■ **PROBLEM TO WORK ON**
Your task is to return the span of lines beginning at the one with "short status message." and ending at the last line of the data, exactly as it stands.

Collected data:

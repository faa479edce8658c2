use std::process::Stdio;

use anyhow::{bail, Context};
use async_trait::async_trait;
use tokio::process::Command;
use tracing::info;

use crate::operations::{Operation, OperationContext};

/// Builtin operation: `git clone <url> <dest>` into the sandbox.
pub struct CloneRepoOperation {
    url: String,
    dest: String,
}

impl CloneRepoOperation {
    pub fn new(url: impl Into<String>, dest: impl Into<String>) -> Self {
        Self {
            url: url.into(),
            dest: dest.into(),
        }
    }
}

#[async_trait]
impl Operation for CloneRepoOperation {
    fn name(&self) -> &str {
        "clone_repo"
    }

    fn keyword(&self) -> &str {
        "clone repo"
    }

    fn description(&self) -> &str {
        "Clone the configured git repository into the data directory."
    }

    async fn execute(&self, context: &OperationContext<'_>) -> anyhow::Result<String> {
        context.sandbox.validate(&self.dest)?;

        info!("Cloning {} into {}", self.url, self.dest);
        let output = Command::new("git")
            .arg("clone")
            .arg("--")
            .arg(&self.url)
            .arg(&self.dest)
            .stdin(Stdio::null())
            .kill_on_drop(true)
            .output()
            .await
            .context("Cannot start git")?;

        if !output.status.success() {
            bail!(
                "Git clone failed: {}",
                String::from_utf8_lossy(&output.stderr).trim()
            );
        }

        Ok("Repository cloned successfully.".to_string())
    }
}
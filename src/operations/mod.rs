pub mod builtin;
pub mod registry;

use async_trait::async_trait;

use crate::sandbox::PathSandbox;

/// Runtime context passed to operation execution.
///
/// Gives providers the sandbox they must validate paths against, and the
/// task text that selected them.
pub struct OperationContext<'a> {
    pub sandbox: &'a PathSandbox,
    pub task: &'a str,
}

/// A known operation reachable by intent keyword.
///
/// All builtin operations implement this trait. The dispatcher calls
/// `execute()` when the task text contains `keyword()`.
#[async_trait]
pub trait Operation: Send + Sync {
    /// Unique identifier, lowercase + underscores (e.g. "fetch_data").
    fn name(&self) -> &str;

    /// Literal substring of the task text that routes to this operation.
    fn keyword(&self) -> &str;

    /// Human-readable description for the `/operations` listing.
    fn description(&self) -> &str;

    /// Performs the operation and returns a short status message.
    ///
    /// Every caller-supplied path must pass `context.sandbox` before the
    /// filesystem is touched. Sandbox rejections should be returned as the
    /// original `DispatchError` so the caller keeps the access-denied category.
    async fn execute(&self, context: &OperationContext<'_>) -> anyhow::Result<String>;
}

pub use registry::OperationRegistry;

■ **RESPONSE AREA**
    /// Performs the operation and returns a short status message.
    ///
    /// Every caller-supplied path must pass `context.sandbox` before the
    /// filesystem is touched. Sandbox rejections should be returned as the
    /// original `DispatchError` so the caller keeps the access-denied category.
    async fn execute(&self, context: &OperationContext<'_>) -> anyhow::Result<String>;
}

pub use registry::OperationRegistry;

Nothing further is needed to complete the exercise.